GLRO Circular No. 80 (RD-53) dated November 18, 1949, cited above, similarly directs that when “there are serious doubts as to the genuineness” of the certificate presented as basis for administrative reconstitution, “the request for administrative reconstitution, “should be denied, and the petitioner advised to resort to a judicial reconstitution in accordance with Section 10 of Republic Act No. 26.” The respondent admitted that when the petition of J. Sulpicio R. Alix for administrative reconstitution of OCT No. 632 was submitted to him, he knew that there was a petition for judicial reconstitution of the same OCT No. 632 pending in the Court of First Instance of Rizal, Caloocan City Branch, filed by Eulalio Ragua himself, the person named as registered owner in the certificate of title. Rather than leave to the court the matter of reconstituting said OCT No. 632 with all the safeguards prescribed by the law for judicial proceedings of that nature, the respondent ignored the pending case for judicial reconstitution and reconstituted the document on his own authority, to the extent of closing his eyes to the defects of the document that engender doubt as to its authenticity.

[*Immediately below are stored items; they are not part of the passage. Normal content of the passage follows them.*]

use async_trait::async_trait;
use thiserror::Error;

use carelink_core::chrono::{DateTime, Utc};
use carelink_core::domain::context::HydratedContext;
use carelink_core::domain::job::{IdempotencyKey, Job, JobId, JobStatus, JobType};
use carelink_core::domain::message::{InboundRecord, OutboundMessage};
use carelink_core::domain::turn::{AgentRunRecord, GuardrailEvent};
use carelink_core::trace::TraceId;

mod decode;

pub mod context;
pub mod job;
pub mod memory;
pub mod message;
pub mod turn_log;

pub use context::SqlContextRepository;
pub use job::SqlJobRepository;
pub use memory::{
    InMemoryContextRepository, InMemoryJobRepository, InMemoryMessageRepository,
    InMemoryTurnLogRepository,
};
pub use message::SqlMessageRepository;
pub use turn_log::SqlTurnLogRepository;

#[derive(Debug, Error)]
pub enum RepositoryError {
    #[error("database error: {0}")]
    Database(#[from] sqlx::Error),
    #[error("decode error: {0}")]
    Decode(String),
    #[error("store unavailable: {0}")]
    Unavailable(String),
}

/// Raw counts the queue service folds into `JobStats`.
#[derive(Clone, Debug, Default, PartialEq, Eq)]
pub struct JobCounts {
    pub by_status_and_type: Vec<(JobStatus, JobType, u64)>,
    pub oldest_pending_created_at: Option<DateTime<Utc>>,
}

#[async_trait]
pub trait JobRepository: Send + Sync {
    /// Stores `job` unless a job with the same idempotency key exists, and
    /// returns whichever job now owns the key.
    async fn insert_if_absent(&self, job: Job) -> Result<Job, RepositoryError>;

    async fn find_by_id(&self, id: &JobId) -> Result<Option<Job>, RepositoryError>;

    async fn find_by_key(&self, key: &IdempotencyKey) -> Result<Option<Job>, RepositoryError>;

    /// Atomically moves the earliest due pending job to processing. Two
    /// concurrent callers never receive the same job.
    async fn claim_next(
        &self,
        job_type: Option<JobType>,
        now: DateTime<Utc>,
    ) -> Result<Option<Job>, RepositoryError>;

    /// Writes `job` only if the stored row still has `expected_status` and
    /// `expected_attempts`. Every claim bumps the attempt count, so the pair
    /// identifies one claim. Returns false when another writer got there first.
    async fn update_if_current(
        &self,
        job: &Job,
        expected_status: JobStatus,
        expected_attempts: u32,
    ) -> Result<bool, RepositoryError>;

    async fn list_by_status(
        &self,
        status: JobStatus,
        limit: u32,
    ) -> Result<Vec<Job>, RepositoryError>;

    async fn list_claimed_before(
        &self,
        cutoff: DateTime<Utc>,
    ) -> Result<Vec<Job>, RepositoryError>;

    async fn counts(&self) -> Result<JobCounts, RepositoryError>;
}

#[async_trait]
pub trait ContextRepository: Send + Sync {
    async fn load(&self, user_id: &str) -> Result<Option<HydratedContext>, RepositoryError>;
    async fn save(&self, context: &HydratedContext) -> Result<(), RepositoryError>;
}

#[async_trait]
pub trait MessageRepository: Send + Sync {
    async fn save_inbound(&self, record: InboundRecord) -> Result<(), RepositoryError>;
    async fn save_outbound(&self, message: OutboundMessage) -> Result<(), RepositoryError>;
    async fn list_outbound(
        &self,
        trace_id: &TraceId,
    ) -> Result<Vec<OutboundMessage>, RepositoryError>;
}

#[async_trait]
pub trait TurnLogRepository: Send + Sync {
    async fn log_agent_run(&self, record: AgentRunRecord) -> Result<(), RepositoryError>;
    async fn log_guardrail(&self, event: GuardrailEvent) -> Result<(), RepositoryError>;
    async fn list_agent_runs(&self, user_id: &str)
        -> Result<Vec<AgentRunRecord>, RepositoryError>;
    async fn list_guardrails(&self, user_id: &str)
        -> Result<Vec<GuardrailEvent>, RepositoryError>;
}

It appears further that upon the reconstitution of OCT No. 632, the respondent registered two deeds of absolute sale of the property covered by the said title executed by Eulalio Ragua. In the first deed of sale dated December 14, 1963, Exhibit M, Eulalio Ragua, described in the document as a widower, purportedly sold to J. Sulpicio Alix 248 hectares of the land covered by OCT No. 632. Eulalio Ragua stated in the deed of sale that he has 7 children with his deceased wife, Rafaela Mercado, and that his children had executed a document acknowledged before Notary Public Tirso Manguiat and entered in the latter’s notarial book as Document No. 24, Page 12, Book No. 1, series of 1962, wherein they waived or renounced in favor of their father their inheritance to the portion of the conjugal property belonging to their deceased mother. The deed of sale was evidently unregistrable since Document No. 24 abovementioned, which was in the nature of an extrajudicial partition executed by the heirs of Rafaela Mercado, was not presented. Yet, without even inquiring, much less demanding the production of the extrajudicial partition alluded to in the deed of sale, the respondent, contrary to existing rules and regulations, proceeded with the registration of the deed of sale, effected the cancellation of the title of the vendor, and issued a transfer certificate of title to J. Sulpicio Alix.

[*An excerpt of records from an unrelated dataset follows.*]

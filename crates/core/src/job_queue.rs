//! Job queue state machine
//!
//! Pure transition rules for outbox jobs. Repositories persist the jobs and
//! guarantee claim atomicity; every status change is decided here so the SQL
//! and in-memory stores behave identically.

use chrono::{DateTime, Duration, Utc};
use serde_json::Value;
use thiserror::Error;

use crate::domain::job::{IdempotencyKey, Job, JobId, JobStatus, JobType};

/// Exponent ceiling for retry backoff, roughly 34 years of delay.
const MAX_BACKOFF_EXPONENT: u32 = 30;

#[derive(Clone, Debug)]
pub struct JobQueueConfig {
    /// Attempts allowed when the enqueuer does not specify a limit
    pub default_max_attempts: u32,
    /// Base of the exponential backoff, in seconds
    pub backoff_base_seconds: i64,
    /// How long a job may stay claimed before the stale sweep releases it
    pub processing_timeout_seconds: i64,
}

impl Default for JobQueueConfig {
    fn default() -> Self {
        Self { default_max_attempts: 3, backoff_base_seconds: 2, processing_timeout_seconds: 900 }
    }
}

#[derive(Clone, Debug, Error, PartialEq, Eq)]
pub enum JobQueueError {
    #[error("invalid job transition from {from:?} to {to:?}: {reason}")]
    InvalidTransition { from: JobStatus, to: JobStatus, reason: String },
}

/// What `fail` decided for a job.
#[derive(Clone, Debug, PartialEq, Eq)]
pub enum FailOutcome {
    Retry { next_attempt_at: DateTime<Utc> },
    Exhausted,
}

/// Result of `complete`: a second completion leaves the job as it was.
#[derive(Clone, Debug, PartialEq)]
pub enum Completion {
    Completed(Job),
    AlreadyCompleted(Job),
}

#[derive(Clone, Debug, Default)]
pub struct JobQueueEngine {
    config: JobQueueConfig,
}

impl JobQueueEngine {
    pub fn new() -> Self {
        Self::default()
    }

    pub fn with_config(config: JobQueueConfig) -> Self {
        Self { config }
    }

    pub fn config(&self) -> &JobQueueConfig {
        &self.config
    }

    pub fn new_job(
        &self,
        idempotency_key: IdempotencyKey,
        job_type: JobType,
        payload: Value,
        max_attempts: Option<u32>,
        now: DateTime<Utc>,
    ) -> Job {
        Job {
            id: JobId::generate(),
            idempotency_key,
            job_type,
            payload_hash: hash_payload(&payload),
            payload,
            status: JobStatus::Pending,
            attempts: 0,
            max_attempts: max_attempts.unwrap_or(self.config.default_max_attempts).max(1),
            next_attempt_at: now,
            claimed_at: None,
            last_error: None,
            result: None,
            created_at: now,
            completed_at: None,
        }
    }

    /// Whether `job` may be claimed right now by a worker asking for `job_type`.
    pub fn is_claimable(job: &Job, job_type: Option<JobType>, now: DateTime<Utc>) -> bool {
        job.status == JobStatus::Pending
            && job.next_attempt_at <= now
            && job_type.map_or(true, |wanted| wanted == job.job_type)
    }

    /// Pending -> Processing. Each claim counts as one attempt.
    pub fn claim(&self, mut job: Job, now: DateTime<Utc>) -> Result<Job, JobQueueError> {
        if job.status != JobStatus::Pending {
            return Err(JobQueueError::InvalidTransition {
                from: job.status,
                to: JobStatus::Processing,
                reason: "only pending jobs can be claimed".to_owned(),
            });
        }

        job.status = JobStatus::Processing;
        job.attempts = job.attempts.saturating_add(1);
        job.claimed_at = Some(now);
        Ok(job)
    }

    pub fn complete(
        &self,
        mut job: Job,
        result: Option<Value>,
        now: DateTime<Utc>,
    ) -> Result<Completion, JobQueueError> {
        match job.status {
            JobStatus::Completed => Ok(Completion::AlreadyCompleted(job)),
            JobStatus::Failed => Err(JobQueueError::InvalidTransition {
                from: job.status,
                to: JobStatus::Completed,
                reason: "job already failed terminally".to_owned(),
            }),
            JobStatus::Pending | JobStatus::Processing => {
                job.status = JobStatus::Completed;
                job.result = result;
                job.completed_at = Some(now);
                job.claimed_at = None;
                Ok(Completion::Completed(job))
            }
        }
    }

    /// Records a failed attempt. `attempts` and `max_attempts` come from the
    /// caller, which read them off the claimed job.
    pub fn fail(
        &self,
        mut job: Job,
        error: impl Into<String>,
        attempts: u32,
        max_attempts: u32,
        now: DateTime<Utc>,
    ) -> Result<(Job, FailOutcome), JobQueueError> {
        if job.status.is_terminal() {
            return Err(JobQueueError::InvalidTransition {
                from: job.status,
                to: JobStatus::Failed,
                reason: "job already in terminal state".to_owned(),
            });
        }

        job.last_error = Some(error.into());
        job.claimed_at = None;

        if attempts < max_attempts {
            let next_attempt_at =
                now.checked_add_signed(self.backoff(attempts)).unwrap_or(DateTime::<Utc>::MAX_UTC);
            job.status = JobStatus::Pending;
            job.next_attempt_at = next_attempt_at;
            Ok((job, FailOutcome::Retry { next_attempt_at }))
        } else {
            job.status = JobStatus::Failed;
            job.completed_at = Some(now);
            Ok((job, FailOutcome::Exhausted))
        }
    }

    /// Delay before the next attempt after `attempts` failures: base^attempts seconds.
    pub fn backoff(&self, attempts: u32) -> Duration {
        let exponent = attempts.min(MAX_BACKOFF_EXPONENT);
        let base = self.config.backoff_base_seconds.max(1);
        let seconds = base.checked_pow(exponent).unwrap_or(i64::MAX / 1000);
        Duration::try_seconds(seconds).unwrap_or(Duration::MAX)
    }

    pub fn stale_cutoff(&self, now: DateTime<Utc>) -> DateTime<Utc> {
        now - Duration::seconds(self.config.processing_timeout_seconds)
    }

    pub fn is_stale(&self, job: &Job, now: DateTime<Utc>) -> bool {
        job.status == JobStatus::Processing
            && job.claimed_at.is_some_and(|claimed_at| claimed_at < self.stale_cutoff(now))
    }

    /// Releases a job whose worker vanished. The abandoned claim counts as a
    /// failed attempt.
    pub fn release_stale(
        &self,
        job: Job,
        now: DateTime<Utc>,
    ) -> Result<(Job, FailOutcome), JobQueueError> {
        if !self.is_stale(&job, now) {
            return Err(JobQueueError::InvalidTransition {
                from: job.status,
                to: JobStatus::Pending,
                reason: "job is not a stale claim".to_owned(),
            });
        }
        let attempts = job.attempts;
        let max_attempts = job.max_attempts;
        self.fail(job, "processing timed out", attempts, max_attempts, now)
    }

    /// Operator replay of a terminally failed job.
    pub fn replay(&self, mut job: Job, now: DateTime<Utc>) -> Result<Job, JobQueueError> {
        if job.status != JobStatus::Failed {
            return Err(JobQueueError::InvalidTransition {
                from: job.status,
                to: JobStatus::Pending,
                reason: "only failed jobs can be replayed".to_owned(),
            });
        }

        job.status = JobStatus::Pending;
        job.attempts = 0;
        job.next_attempt_at = now;
        job.completed_at = None;
        job.claimed_at = None;
        Ok(job)
    }
}

/// sha256 of the payload's JSON encoding, hex encoded.
pub fn hash_payload(payload: &Value) -> String {
    use sha2::{Digest, Sha256};
    let mut hasher = Sha256::new();
    hasher.update(payload.to_string().as_bytes());
    hex::encode(hasher.finalize())
}

/// Current time truncated to millisecond precision, the resolution jobs are stored at.
pub fn now_millis() -> DateTime<Utc> {
    let now = Utc::now();
    DateTime::from_timestamp_millis(now.timestamp_millis()).unwrap_or(now)
}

In the other deed of sale dated March 16, 1964, Exhibit K, the same Eulalio Ragua purportedly sold to Nicanor Soriano, Remigio Francisco and Manuel Agting, 1,919,332 square meters of the same property covered by OCT No. 632. Without inquiring whether the conditions prescribed by law regarding the liquidation and settlement of the conjugal partnership between the vendee Eulalio Ragua and his deceased wife Rafaela Mercado have been complied with, which is the normal procedure, the respondent admitted the document to registration.

The land supposedly embraced by OCT No. 632 was unusually big – more than 4,000,000 square meters located right in Quezon City. The two deeds of sale, Exhibits K and M, covered 1,919,322 square meters and 248 hectares, respectively. Considering the size of the areas involved and their ostensible value, a normally prudent registrar of deeds would have exercised great caution and seen to it that all requisites of the law have been complied with before reconstituting OCT No. 632 and registering the two deeds of sale. But not this respondent. With undue haste and in utter disregard of the law and its implementing rules, he deliberately gave due course to the petition for administrative reconstitution in the absence of the requisite affidavit of the registered owner; and without making any serious effort to verify whether the certificate of title was still in force at the time of its alleged loss or destruction, notwithstanding visible erasures and alterations on the document, and despite his knowledge of a pending case for judicial reconstitution of the same certificate, he administratively reconstituted what turned out to be a spurious title, and further compounded his wrong by registering voluntary transfers of portions of the same property based on defective or insufficient documents. His actuations, needless to state, greatly prejudiced public interest and seriously undermined the integrity and incontrovertibility of land titles under the Torrens System.

Wherefore, Mr. Benjamin M. Reyes is hereby removed from office as Register of Deeds of Quezon City, effective upon his receipt of a copy of this order.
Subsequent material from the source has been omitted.